[Records to use — start]

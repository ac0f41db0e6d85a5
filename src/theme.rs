use std::collections::BTreeMap;

use serde::{Deserialize, Serialize};

use crate::event::LocationId;

#[derive(Debug, Clone, Copy, PartialEq, Eq, Serialize, Deserialize)]
pub struct Rgb {
    pub r: u8,
    pub g: u8,
    pub b: u8,
}

impl Rgb {
    pub const fn new(r: u8, g: u8, b: u8) -> Self {
        Self { r, g, b }
    }

    pub fn css(&self) -> String {
        format!("rgb({}, {}, {})", self.r, self.g, self.b)
    }
}

/// Display attributes for a location. Implementations hold an explicit
/// mapping populated at configuration time; nothing is derived from the
/// location name at lookup.
pub trait ColorProvider {
    fn color_for(&self, location: &LocationId) -> Rgb;
}

#[derive(Debug, Clone, PartialEq, Eq)]
pub struct Palette {
    colors: BTreeMap<LocationId, Rgb>,
    fallback: Rgb,
}

impl Palette {
    pub fn new(fallback: Rgb) -> Self {
        Self {
            colors: BTreeMap::new(),
            fallback,
        }
    }

    pub fn with_color(mut self, location: impl Into<String>, color: Rgb) -> Self {
        self.colors.insert(LocationId::new(location), color);
        self
    }
}

impl ColorProvider for Palette {
    fn color_for(&self, location: &LocationId) -> Rgb {
        self.colors.get(location).copied().unwrap_or(self.fallback)
    }
}

impl Default for Palette {
    fn default() -> Self {
        Self::new(Rgb::new(204, 204, 204))
            .with_color("Central Library", Rgb::new(143, 212, 0))
            .with_color("Crownhill Library", Rgb::new(236, 0, 140))
            .with_color("Devonport Library", Rgb::new(244, 170, 0))
            .with_color("Efford Library", Rgb::new(0, 120, 201))
            .with_color("Estover Library", Rgb::new(147, 37, 178))
            .with_color("North Prospect Library", Rgb::new(39, 189, 190))
            .with_color("Peverell Library", Rgb::new(0, 105, 62))
            .with_color("Plympton Library", Rgb::new(158, 27, 50))
            .with_color("Plymstock Library", Rgb::new(239, 130, 0))
            .with_color("Southway Library", Rgb::new(0, 58, 105))
            .with_color("St Budeaux Library", Rgb::new(77, 48, 145))
            .with_color("West Park Library", Rgb::new(233, 85, 37))
    }
}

[Records to use — finish]

Copy each line above that has the word "Debug".

> [Solution to the problem]
#[derive(Debug, Clone, Copy, PartialEq, Eq, Serialize, Deserialize)]
#[derive(Debug, Clone, PartialEq, Eq)]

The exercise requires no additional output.